The surface of the pictorial plane contains the organic and fluid energy of the paint, while the shape of the frame embodies movement and gesture, often suggesting a distorted perspective. These paintings forsake the standard rectangle as well as the brushstroke to allow a less predictable outcome. Each diptych becomes a harmonic-friction of two shapes pushed together, creating a center line that is at once literal and implied. Where the two planes touch, the liquid trajectories of color that have stained the canvases disappear into (or seem to rise and spread out from) the fissure. Jorden’s active modulation of these outcomes permits her paintings to spatialize time.

The title of the show is inspired by Nancy Holt’s writings and Jorden’s experience of Holt’s Sun Tunnels - an installation that appears both diminutive and large-scale in Utah's Great Basin Desert consisting of four, nine-foot tall concrete cylinders aligned to frame the sun on the horizon during the summer and winter solstice.

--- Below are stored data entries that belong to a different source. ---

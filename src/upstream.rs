use async_trait::async_trait;
use axum::{
    body::{Body, Bytes},
    http::{HeaderMap, HeaderName, Method, StatusCode, header},
    response::{IntoResponse, Response},
};
use std::sync::Arc;
use tokio::sync::Mutex;

/// Origin
///
/// The two external hosts sitting behind the gate.
#[derive(Debug, Clone, Copy, PartialEq, Eq)]
pub enum Origin {
    /// JSON API and generated outputs (`/api/*`, `/outputs/*`).
    Api,
    /// Page renderer (everything else).
    Ui,
}

/// A request as it will be replayed against an upstream origin.
#[derive(Debug, Clone)]
pub struct ForwardRequest {
    pub method: Method,
    /// Path plus query string, exactly as received.
    pub path_and_query: String,
    pub headers: HeaderMap,
    pub body: Bytes,
}

/// The upstream's answer, relayed to the browser as-is. The body streams
/// through without being buffered in the gate.
#[derive(Debug)]
pub struct ForwardResponse {
    pub status: StatusCode,
    pub headers: HeaderMap,
    pub body: Body,
}

impl IntoResponse for ForwardResponse {
    fn into_response(self) -> Response {
        (self.status, self.headers, self.body).into_response()
    }
}

#[derive(Debug, thiserror::Error)]
pub enum UpstreamError {
    #[error("upstream request failed: {0}")]
    Transport(String),
    #[error("request body exceeds {limit} bytes")]
    BodyTooLarge { limit: usize },
}

impl UpstreamError {
    pub fn status(&self) -> StatusCode {
        match self {
            UpstreamError::Transport(_) => StatusCode::BAD_GATEWAY,
            UpstreamError::BodyTooLarge { .. } => StatusCode::PAYLOAD_TOO_LARGE,
        }
    }
}

// 1. Upstream Contract
/// Upstream
///
/// Abstracts the hop to the external hosts so handlers can be exercised without
/// a network (see `MockUpstream`).
#[async_trait]
pub trait Upstream: Send + Sync {
    async fn forward(
        &self,
        origin: Origin,
        request: ForwardRequest,
    ) -> Result<ForwardResponse, UpstreamError>;
}

// 2. The Real Implementation
/// HttpUpstream
///
/// reqwest-backed forwarder. Redirects are never followed here: a 3xx from
/// the API (e.g. after login) has to reach the browser together with its
/// `Set-Cookie` headers.
#[derive(Clone)]
pub struct HttpUpstream {
    client: reqwest::Client,
    api_host: String,
    ui_host: String,
}

impl HttpUpstream {
    pub fn new(api_host: &str, ui_host: &str) -> Result<Self, UpstreamError> {
        let client = reqwest::Client::builder()
            .redirect(reqwest::redirect::Policy::none())
            .build()
            .map_err(|e| UpstreamError::Transport(e.to_string()))?;

        Ok(Self {
            client,
            api_host: api_host.to_string(),
            ui_host: ui_host.to_string(),
        })
    }

    fn url_for(&self, origin: Origin, path_and_query: &str) -> String {
        let host = match origin {
            Origin::Api => &self.api_host,
            Origin::Ui => &self.ui_host,
        };
        format!("{host}{path_and_query}")
    }
}

#[async_trait]
impl Upstream for HttpUpstream {
    async fn forward(
        &self,
        origin: Origin,
        request: ForwardRequest,
    ) -> Result<ForwardResponse, UpstreamError> {
        let url = self.url_for(origin, &request.path_and_query);
        tracing::debug!(?origin, method = %request.method, %url, "forwarding");

        let response = self
            .client
            .request(request.method, &url)
            .headers(strip_hop_by_hop(request.headers))
            .body(request.body)
            .send()
            .await
            .map_err(|e| UpstreamError::Transport(e.to_string()))?;

        let status = response.status();
        let headers = strip_hop_by_hop(response.headers().clone());
        let body = Body::from_stream(response.bytes_stream());

        Ok(ForwardResponse {
            status,
            headers,
            body,
        })
    }
}

/// Headers that describe a single connection and must not be replayed across
/// the proxy hop. `host` and `content-length` are recomputed by the client.
const HOP_BY_HOP: &[HeaderName] = &[
    header::CONNECTION,
    header::PROXY_AUTHENTICATE,
    header::PROXY_AUTHORIZATION,
    header::TE,
    header::TRAILER,
    header::TRANSFER_ENCODING,
    header::UPGRADE,
    header::HOST,
    header::CONTENT_LENGTH,
];

pub fn strip_hop_by_hop(mut headers: HeaderMap) -> HeaderMap {
    for name in HOP_BY_HOP {
        headers.remove(name);
    }
    headers.remove("keep-alive");
    headers
}

// 3. The Mock Implementation (For Tests)
/// MockUpstream
///
/// Records every forwarded request and answers with a canned response, or a
/// transport failure when built with `new_failing`.
#[derive(Clone, Default)]
pub struct MockUpstream {
    pub should_fail: bool,
    pub status: Option<StatusCode>,
    pub body: Bytes,
    seen: Arc<Mutex<Vec<(Origin, ForwardRequest)>>>,
}

impl MockUpstream {
    pub fn new() -> Self {
        Self::default()
    }

    pub fn new_failing() -> Self {
        Self {
            should_fail: true,
            ..Self::default()
        }
    }

    pub fn with_response(status: StatusCode, body: impl Into<Bytes>) -> Self {
        Self {
            status: Some(status),
            body: body.into(),
            ..Self::default()
        }
    }

    /// Everything forwarded so far, oldest first.
    pub async fn seen(&self) -> Vec<(Origin, ForwardRequest)> {
        self.seen.lock().await.clone()
    }
}

#[async_trait]
impl Upstream for MockUpstream {
    async fn forward(
        &self,
        origin: Origin,
        request: ForwardRequest,
    ) -> Result<ForwardResponse, UpstreamError> {
        self.seen.lock().await.push((origin, request));

        if self.should_fail {
            return Err(UpstreamError::Transport(
                "Mock Upstream Error: Simulation requested".to_string(),
            ));
        }

        Ok(ForwardResponse {
            status: self.status.unwrap_or(StatusCode::OK),
            headers: HeaderMap::new(),
            body: Body::from(self.body.clone()),
        })
    }
}

/// UpstreamState
///
/// Shared handle to whichever forwarder the app was built with.
pub type UpstreamState = Arc<dyn Upstream>;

These static cylinders provide an ocular register for a phenomenological engagement with the transitory atmospheric conditions of the location.

Pamela Jorden lives and works in Los Angeles, CA. She received her BFA from the University of Tennessee, Knoxville in 1992 and her MFA from California Institute of the Arts in 1996. Jorden has had solo exhibitions at Romer Young Gallery (San Francisco, CA); Klaus Von Nichtssagend Gallery (New York, NY); David Patton Los Angeles (Los Angeles, CA); and Mason Gross Art Gallery, Rutgers University (New Brunswick, NJ). Selected group exhibitions include The Day in the Night: Pamela Jorden and Katy Cowan, Philip Martin Gallery (Los Angeles, CA); Around Flat, Knockdown Center (Maspeth, NY); Take up Space and NOW-ISM: Abstraction Today, Pizzuti Collection (Columbus, Ohio); Alice Konitz, Pamela Jorden, Jeff Ono, Samuel Freeman Gallery (Los Angeles, CA); Forms of Abstraction, Irvine Fine Arts Center (Irvine, CA). Her work has been reviewed in numerous print and online publications including Art Forum, Art in America, ArtNews, and ArtPractical. A monograph, Pamela Jorden 2004-2014, with an essay by Sarah Lehrer-Graiwer and a conversation with Kaveri Nair and Alice Könitz has been released through Klaus von Nichtssagend Gallery and Black Dog Publishing.